Exercise details: Wherever the string "FederatedAssertion" shows up in the material below, copy that line.

Records to use:
//! Sign-in, registration and sign-out
//!
//! A browser tab identifies its session with `Authorization: Bearer <token>`.
//! Signing in without a known token opens a new session; the token is
//! returned in the response. Signing out drops the session and its token.

use axum::{
    extract::State,
    http::{header::AUTHORIZATION, HeaderMap},
    Json,
};
use rdd_common::auth::AssertionError;
use rdd_common::Identity;
use serde::{Deserialize, Serialize};
use std::sync::Arc;
use tracing::{info, warn};
use uuid::Uuid;

use crate::accounts::{AccountError, AccountProfile, Credentials, FederatedAssertion};
use crate::api::view::ViewResponse;
use crate::error::{ApiError, ApiJson, ApiResult};
use crate::session::UiSession;
use crate::AppState;

pub const LOGIN_FAILED_MESSAGE: &str = "Invalid email or password.";
pub const PROVIDER_FAILED_MESSAGE: &str = "Provider sign-in failed. Please try again.";
pub const PASSWORD_MISMATCH_MESSAGE: &str = "Passwords do not match.";

/// Registration form
#[derive(Debug, Deserialize)]
pub struct RegisterRequest {
    pub email: String,
    pub password: String,
    pub confirm_password: String,
}

/// Returned by every successful sign-in flow
#[derive(Debug, Serialize)]
pub struct SessionResponse {
    pub session_id: String,
    pub identity: Identity,
}

/// Session token from the `Authorization` header
pub(crate) fn session_token(headers: &HeaderMap) -> Option<Uuid> {
    headers
        .get(AUTHORIZATION)?
        .to_str()
        .ok()?
        .strip_prefix("Bearer ")?
        .trim()
        .parse()
        .ok()
}

/// Session named by the request, or 401
pub(crate) fn require_session(state: &AppState, headers: &HeaderMap) -> ApiResult<Arc<UiSession>> {
    session_token(headers)
        .and_then(|token| state.sessions.get(&token))
        .ok_or_else(|| ApiError::Unauthorized("Missing or unknown session".to_string()))
}

/// Signed-in session named by the request, or 401
pub(crate) fn require_identity(
    state: &AppState,
    headers: &HeaderMap,
) -> ApiResult<(Arc<UiSession>, Identity)> {
    let ui = require_session(state, headers)?;
    let identity = ui
        .session
        .current()
        .ok_or_else(|| ApiError::Unauthorized("Not signed in".to_string()))?;
    Ok((ui, identity))
}

fn establish_session(state: &AppState, headers: &HeaderMap, profile: AccountProfile) -> SessionResponse {
    let (token, ui) = match session_token(headers)
        .and_then(|token| state.sessions.get(&token).map(|ui| (token, ui)))
    {
        Some(existing) => existing,
        None => state.sessions.create(),
    };

    let identity = Identity::from_account(profile.uid, profile.email.as_deref());
    if let Some(previous) = ui.session.current() {
        if previous.id != identity.id {
            ui.sign_out();
        }
    }
    ui.session.sign_in(identity.clone());
    info!(owner_id = %identity.id, "Session authenticated");

    SessionResponse {
        session_id: token.to_string(),
        identity,
    }
}

fn directory_failure(err: AccountError, user_message: String) -> ApiError {
    match err {
        AccountError::Directory(e) => ApiError::Internal(e.to_string()),
        AccountError::Assertion(AssertionError::Secret(e)) => ApiError::Internal(e),
        other => {
            warn!(error = %other, "Account request rejected");
            ApiError::Unauthorized(user_message)
        }
    }
}

/// POST /api/auth/login
pub async fn login(
    State(state): State<AppState>,
    headers: HeaderMap,
    ApiJson(credentials): ApiJson<Credentials>,
) -> ApiResult<Json<SessionResponse>> {
    let profile = state
        .accounts
        .sign_in_with_password(&credentials)
        .await
        .map_err(|e| directory_failure(e, LOGIN_FAILED_MESSAGE.to_string()))?;

    Ok(Json(establish_session(&state, &headers, profile)))
}

/// POST /api/auth/provider
pub async fn provider_sign_in(
    State(state): State<AppState>,
    headers: HeaderMap,
    ApiJson(assertion): ApiJson<FederatedAssertion>,
) -> ApiResult<Json<SessionResponse>> {
    let profile = state
        .accounts
        .sign_in_with_provider(&assertion)
        .await
        .map_err(|e| directory_failure(e, PROVIDER_FAILED_MESSAGE.to_string()))?;

    Ok(Json(establish_session(&state, &headers, profile)))
}

/// POST /api/auth/register
pub async fn register(
    State(state): State<AppState>,
    headers: HeaderMap,
    ApiJson(request): ApiJson<RegisterRequest>,
) -> ApiResult<Json<SessionResponse>> {
    if request.password != request.confirm_password {
        return Err(ApiError::BadRequest(PASSWORD_MISMATCH_MESSAGE.to_string()));
    }

    let credentials = Credentials {
        email: request.email,
        password: request.password,
    };
    let profile = state
        .accounts
        .register(&credentials)
        .await
        .map_err(|e| match e {
            AccountError::Directory(e) => ApiError::Internal(e.to_string()),
            other => ApiError::BadRequest(format!("Registration failed. {}", other)),
        })?;

    Ok(Json(establish_session(&state, &headers, profile)))
}

/// POST /api/auth/logout
///
/// The session is removed from the registry; its token is no longer valid.
pub async fn logout(
    State(state): State<AppState>,
    headers: HeaderMap,
) -> ApiResult<Json<ViewResponse>> {
    let ui = session_token(&headers)
        .and_then(|token| state.sessions.remove(&token))
        .ok_or_else(|| ApiError::Unauthorized("Missing or unknown session".to_string()))?;

    if let Some(identity) = ui.sign_out() {
        info!(owner_id = %identity.id, "Session signed out");
        if let Err(e) = state.accounts.sign_out(&identity.id).await {
            warn!(owner_id = %identity.id, error = %e, "Account service sign-out failed");
        }
    }

    Ok(Json(ViewResponse::from_session(&ui)))
}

Result for this task:
use crate::accounts::{AccountError, AccountProfile, Credentials, FederatedAssertion};
    ApiJson(assertion): ApiJson<FederatedAssertion>,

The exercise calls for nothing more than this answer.